-------- Records provided --------

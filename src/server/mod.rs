//! Tool dispatch surface
//!
//! Stateless request/response: a tool name plus a flat argument object in,
//! rendered text out. Missing required arguments come back as plain
//! user-facing messages; anything else that fails downstream is caught here
//! and reported as a text error naming the tool. Nothing propagates raw.

use crate::analyzer::TrendAnalyzer;
use crate::error::{Result, TrendError};
use crate::types::{SentimentSummary, TrendReport};
use serde::{Deserialize, Serialize};
use serde_json::{json, Value};
use tokio::io::{AsyncBufReadExt, AsyncWriteExt, BufReader};

/// Keywords accepted per comparison
const MAX_COMPARE_KEYWORDS: usize = 5;
/// Sample mentions rendered in an analysis report
const REPORT_SAMPLE_COUNT: usize = 3;
/// Characters of sample text shown before truncation
const SAMPLE_TEXT_LEN: usize = 100;

#[derive(Debug, Serialize)]
pub struct ToolDefinition {
    pub name: &'static str,
    pub description: &'static str,
    pub input_schema: Value,
}

/// Routes tool calls to the aggregator and renders the results
pub struct ToolDispatcher {
    analyzer: TrendAnalyzer,
    default_timeframe: String,
}

impl ToolDispatcher {
    pub fn new(analyzer: TrendAnalyzer, default_timeframe: String) -> Self {
        Self {
            analyzer,
            default_timeframe,
        }
    }

    /// Execute a named tool, always producing user-facing text
    pub async fn dispatch(&self, tool: &str, args: &Value) -> String {
        let result = match tool {
            "track_trend" => self.track_trend(args).await,
            "analyze_trend" => self.analyze_trend(args).await,
            "compare_trends" => self.compare_trends(args).await,
            "get_trending_topics" => self.trending_topics(args),
            "sentiment_breakdown" => self.sentiment_breakdown(args).await,
            other => Err(TrendError::UnknownTool(other.to_string())),
        };

        match result {
            Ok(text) => text,
            Err(e @ TrendError::MissingArgument(_)) => format!("Error: {e}"),
            Err(e) => format!("Error executing {tool}: {e}"),
        }
    }

    async fn track_trend(&self, args: &Value) -> Result<String> {
        let keyword = required_str(args, "keyword")?;
        let timeframe = self.timeframe(args);

        let report = self.analyzer.analyze_trend(keyword, timeframe).await?;

        let response = json!({
            "status": "success",
            "message": format!("Started tracking '{keyword}'"),
            "data": {
                "keyword": report.keyword,
                "timeframe": report.timeframe,
                "total_mentions": report.total_mentions,
                "twitter_mentions": report.twitter_mentions,
                "web_mentions": report.web_mentions,
                "overall_sentiment": report.overall_sentiment.label,
                "sentiment_score": report.overall_sentiment.score,
                "trend_direction": report.trend_direction,
                "top_sources": report.top_sources.iter().take(3).collect::<Vec<_>>(),
                "analysis_time": report.analysis_timestamp.to_rfc3339(),
            }
        });

        Ok(serde_json::to_string_pretty(&response)?)
    }

    async fn analyze_trend(&self, args: &Value) -> Result<String> {
        let keyword = required_str(args, "keyword")?;
        let timeframe = self.timeframe(args);

        let report = self.analyzer.analyze_trend(keyword, timeframe).await?;
        Ok(render_analysis(&report))
    }

    async fn compare_trends(&self, args: &Value) -> Result<String> {
        let mut keywords = keyword_list(args)?;
        keywords.truncate(MAX_COMPARE_KEYWORDS);
        let timeframe = self.timeframe(args);

        let results = self.analyzer.compare_trends(&keywords, timeframe).await;
        Ok(render_comparison(&results, timeframe))
    }

    fn trending_topics(&self, args: &Value) -> Result<String> {
        let category = args
            .get("category")
            .and_then(Value::as_str)
            .unwrap_or("general");
        let limit = args
            .get("limit")
            .and_then(Value::as_u64)
            .unwrap_or(10) as usize;

        let topics = self.analyzer.trending_topics(category, limit);

        let mut report = format!("# Trending Topics: {}\n\n", title_case(category));
        for (i, topic) in topics.iter().enumerate() {
            report.push_str(&format!("{}. {topic}\n", i + 1));
        }
        report.push_str(&format!("\n*{} topics found*", topics.len()));

        Ok(report)
    }

    async fn sentiment_breakdown(&self, args: &Value) -> Result<String> {
        let keyword = required_str(args, "keyword")?;
        let source_type = args
            .get("source_type")
            .and_then(Value::as_str)
            .unwrap_or("both");

        let report = self
            .analyzer
            .analyze_trend(keyword, &self.default_timeframe)
            .await?;

        let mut out = format!("# Sentiment Analysis: {keyword}\n\n");

        if matches!(source_type, "both" | "twitter") {
            out.push_str(&render_platform_sentiment(
                "Twitter",
                &report.twitter_sentiment,
            ));
        }
        if matches!(source_type, "both" | "web") {
            out.push_str(&render_platform_sentiment("Web", &report.web_sentiment));
        }
        if source_type == "both" {
            let overall = &report.overall_sentiment;
            out.push_str("## Combined Sentiment\n");
            out.push_str(&format!(
                "- **Overall**: {} ({:.3})\n",
                overall.label.as_str(),
                overall.score
            ));
            out.push_str(&format!("- **Total Mentions**: {}\n", overall.total_count));
        }

        Ok(out)
    }

    fn timeframe<'a>(&'a self, args: &'a Value) -> &'a str {
        args.get("timeframe")
            .and_then(Value::as_str)
            .unwrap_or(&self.default_timeframe)
    }
}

--------

What this task involves:
Go line by line through the records and copy those that contain the word "crate".

Exercise answer:
use crate::analyzer::TrendAnalyzer;
use crate::error::{Result, TrendError};
use crate::types::{SentimentSummary, TrendReport};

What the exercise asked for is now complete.